The state currently reports people who have been involuntarily committed to a mental institution to the National Instant Criminal Background Check System, the database used for checking the backgrounds of gun buyers.

However, only about 10 percent of them are reported because of an inadequate digital record-keeping system.

The state doesn’t report people who have been determined to be incompetent. Arizona also doesn’t report people under felony indictment, mostly because prosecutors aren’t set up to enter information into the various criminal databases from which NICS captures data.

The idea behind the legislation and the database is to improve the state’s reporting to NICS. The information in the Mental-Health Registry would be transmitted to the Arizona Department of Public Safety crime database and NICS.

“I really believe this is the start of a good solution,” said George Diaz, a spokesman for the Criminal Justice Commission.

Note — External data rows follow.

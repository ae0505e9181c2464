/* Copyright (C) 2025 Pedro Henrique / phkaiser13
 * File: src/setup.rs
 * The `setup` driver: validates the configuration, then runs every
 * provisioning step in dependency order.
 * SPDX-License-Identifier: Apache-2.0 */

use crate::collaborators::Backends;
use crate::config::Settings;
use crate::error::Result;
use crate::steps;
use tracing::info;

/// Provisions the whole fleet. Safe to rerun; a rerun only upgrades.
pub async fn run_setup(settings: &Settings, backends: Backends<'_>) -> Result<()> {
    // Nothing below runs unless the credentials are complete.
    let auth = settings.validate()?;
    info!(
        "Provisioning runner fleet for {} using {} authentication",
        settings.target_url(),
        auth.mode()
    );

    steps::prerequisites::run(backends).await?;
    steps::service_user::run(settings, backends).await?;
    steps::runner_image::run(settings, backends).await?;
    steps::cluster::run(settings, backends).await?;
    steps::cache_proxy::run(settings, backends).await?;
    steps::controller::run(settings, backends).await?;
    steps::credentials::run(settings, &auth, backends).await?;
    steps::scale_set::run(settings, backends).await?;

    info!("Runner fleet is ready");
    Ok(())
}
#[cfg(unix)]
fn warn_on_loose_permissions(path: &Path) {
    use std::os::unix::fs::PermissionsExt;
    if let Ok(meta) = std::fs::metadata(path) {
        let mode = meta.permissions().mode() & 0o777;
        if mode & 0o077 != 0 {
            warn!(
                "Private key {} has permissions {:o}; consider `chmod 600`",
                path.display(),
                mode
            );
        }
    }
}

#[cfg(not(unix))]
fn warn_on_loose_permissions(_path: &Path) {}

fn parse_number<T: std::str::FromStr>(value: Option<String>, key: &str, default: T) -> Result<T> {
    match value {
        None => Ok(default),
        Some(v) => v
            .parse()
            .map_err(|_| Error::config(format!("{} must be a non-negative integer, got '{}'", key, v))),
    }
}

fn parse_flag(value: Option<String>, key: &str) -> Result<bool> {
    match value.as_deref().map(str::to_ascii_lowercase).as_deref() {
        None => Ok(false),
        Some("true" | "yes" | "1" | "on") => Ok(true),
        Some("false" | "no" | "0" | "off") => Ok(false),
        Some(other) => Err(Error::config(format!(
            "{} must be true or false, got '{}'",
            key, other
        ))),
    }
}

/// Parses shell-style `KEY=VALUE` lines.
///
/// Blank lines and `#` comments are skipped, an `export ` prefix is allowed,
/// quoted values are unquoted and a trailing ` # comment` after an unquoted
/// value is dropped. Later assignments win. No variable expansion happens.
pub fn parse_env_file(contents: &str) -> std::result::Result<BTreeMap<String, String>, String> {
    let mut pairs = BTreeMap::new();
    for (idx, line) in contents.lines().enumerate() {
        if let Some((key, value)) =
            parse_env_line(line).map_err(|e| format!("line {}: {}", idx + 1, e))?
        {
            pairs.insert(key, value);
        }
    }
    Ok(pairs)
}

The legislation is in its preliminary stage and has to be approved by the commission, which meets Nov. 14.

Eddie Sissons, a consultant with Mental Health America of Arizona, said any legislation is going to include a provision for deleting a person whose condition has improved from the mental health database.

Sissons said there has to be a balance reached between public safety and unnecessarily stigmatizing people with mental illness.

James McDougall, a retired judge who specializes in mental health legal issues, is drafting separate legislation that would spell out how the courts use the database.

He said there has been plenty of discussion about Sissons’ concerns and establishing a way to get people out of the registry, either through a separate court proceeding or more automatically with a separate order that supersedes the order for treatment.

“Nobody wants this register to fill up with orders that don’t need to be enforced,” said McDougall, who sits on a State Bar panel concerned with mental health law and legal practice.

McDougall said the legislation he’s working on is also very preliminary and hasn’t been approved by the State Bar.